Of all the lines in the entries below, give again exactly those starting at the line containing "let q = apply(q, QuoteEdit::SetDiscount(dec!(200)));" and ending at the line containing "assert_eq!(q.tax_amount(), dec!(230));", both ends included, and no others.

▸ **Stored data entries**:
"""
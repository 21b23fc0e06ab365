// Copyright (c) 2025 Soumyadip Sarkar.
// All rights reserved.
//
// This source code is licensed under the license found in the
// LICENSE file in the root directory of this source tree.

use chrono::NaiveDate;
use moduquote::editor::{ItemUpdate, QuoteEdit, add_item_with, apply, apply_all};
use moduquote::models::Quotation;
use moduquote::pricing::{recalculate, totals_for};
use moduquote::utils::coerce_decimal;
use rust_decimal::Decimal;
use rust_decimal_macros::dec;

fn blank(tax_rate: Decimal) -> Quotation {
    let d = NaiveDate::from_ymd_opt(2025, 8, 1).unwrap();
    Quotation::new("q-1", "MQ-2025-0001", d, d, tax_rate, "")
}

fn with_items(tax_rate: Decimal, lines: &[(Decimal, Decimal)]) -> Quotation {
    lines.iter().fold(blank(tax_rate), |q, (qty, rate)| {
        add_item_with(q, [ItemUpdate::Quantity(*qty), ItemUpdate::Rate(*rate)]).0
    })
}

#[test]
fn new_quotation_starts_at_zero() {
    let q = blank(dec!(10));
    assert!(q.items().is_empty());
    assert_eq!(q.subtotal(), Decimal::ZERO);
    assert_eq!(q.tax_amount(), Decimal::ZERO);
    assert_eq!(q.total(), Decimal::ZERO);
}

#[test]
fn two_items_with_discount_and_tax() {
    let q = with_items(dec!(10), &[(dec!(2), dec!(500)), (dec!(1), dec!(1500))]);
    let q = apply(q, QuoteEdit::SetDiscount(dec!(200)));

    let amounts: Vec<Decimal> = q.items().iter().map(|i| i.amount()).collect();
    assert_eq!(amounts, vec![dec!(1000), dec!(1500)]);
    assert_eq!(q.subtotal(), dec!(2500));
    assert_eq!(q.tax_amount(), dec!(230));
    assert_eq!(q.total(), dec!(2530));
}

#[test]
fn zero_rate_item_yields_zero_totals() {
    let q = with_items(dec!(10), &[(dec!(3), dec!(0))]);
    assert_eq!(q.items()[0].amount(), Decimal::ZERO);
    assert_eq!(q.subtotal(), Decimal::ZERO);
    assert_eq!(q.tax_amount(), Decimal::ZERO);
    assert_eq!(q.total(), Decimal::ZERO);
}

#[test]
fn discount_larger_than_subtotal_is_not_clamped() {
    let q = with_items(dec!(10), &[(dec!(1), dec!(500))]);
    let q = apply(q, QuoteEdit::SetDiscount(dec!(1000)));
    assert_eq!(q.subtotal(), dec!(500));
    assert_eq!(q.tax_amount(), dec!(-50));
    assert_eq!(q.total(), dec!(-550));
}

#[test]
fn non_numeric_tax_rate_is_treated_as_zero() {
    let q = with_items(dec!(10), &[(dec!(4), dec!(250))]);
    let q = apply_all(
        q,
        [
            QuoteEdit::SetDiscount(dec!(100)),
            QuoteEdit::SetTaxRate(coerce_decimal("abc")),
        ],
    );
    assert_eq!(q.tax_rate(), Decimal::ZERO);
    assert_eq!(q.tax_amount(), Decimal::ZERO);
    assert_eq!(q.total(), dec!(900));
}

#[test]
fn recalculate_is_idempotent() {
    let q = with_items(
        dec!(18),
        &[(dec!(2.5), dec!(1234.56)), (dec!(7), dec!(89.1)), (dec!(1), dec!(0.01))],
    );
    let q = apply(q, QuoteEdit::SetDiscount(dec!(33.33)));
    let once = recalculate(q.clone());
    let twice = recalculate(once.clone());
    assert_eq!(once, q);
    assert_eq!(twice, once);
}

#[test]
fn derived_fields_follow_the_formulas() {
    let cases: Vec<(Decimal, Decimal, Vec<(Decimal, Decimal)>)> = vec![
        (dec!(0), dec!(0), vec![]),
        (dec!(5), dec!(12.5), vec![(dec!(1), dec!(99.99))]),
        (dec!(28), dec!(0), vec![(dec!(3), dec!(450)), (dec!(0.5), dec!(80))]),
        (dec!(12.5), dec!(10000), vec![(dec!(10), dec!(75)), (dec!(2), dec!(2))]),
        (dec!(100), dec!(1), vec![(dec!(1), dec!(1)); 6]),
    ];
    for (tax_rate, discount, lines) in cases {
        let q = apply(with_items(tax_rate, &lines), QuoteEdit::SetDiscount(discount));
        let sum: Decimal = q.items().iter().map(|i| i.amount()).sum();
        assert_eq!(q.subtotal(), sum);
        assert_eq!(
            q.tax_amount(),
            (q.subtotal() - discount) * tax_rate / dec!(100)
        );
        assert_eq!(q.total(), q.subtotal() - discount + q.tax_amount());
        for item in q.items() {
            assert_eq!(item.amount(), item.quantity() * item.rate());
        }
    }
}

#[test]
fn totals_for_trusts_stored_amounts() {
    let q = with_items(dec!(10), &[(dec!(2), dec!(50))]);
    let t = totals_for(q.items(), dec!(0), dec!(0));
    assert_eq!(t.subtotal(), dec!(100));
    assert_eq!(t.tax_amount(), Decimal::ZERO);
    assert_eq!(t.total(), dec!(100));
}

#[test]
fn huge_values_saturate_instead_of_panicking() {
    let q = with_items(dec!(10), &[(Decimal::MAX, Decimal::MAX), (Decimal::MAX, dec!(1))]);
    assert_eq!(q.items()[0].amount(), Decimal::MAX);
    assert_eq!(q.subtotal(), Decimal::MAX);
}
"""
▸ **RESULT OF THIS EXERCISE**:
    let q = apply(q, QuoteEdit::SetDiscount(dec!(200)));

    let amounts: Vec<Decimal> = q.items().iter().map(|i| i.amount()).collect();
    assert_eq!(amounts, vec![dec!(1000), dec!(1500)]);
    assert_eq!(q.subtotal(), dec!(2500));
    assert_eq!(q.tax_amount(), dec!(230));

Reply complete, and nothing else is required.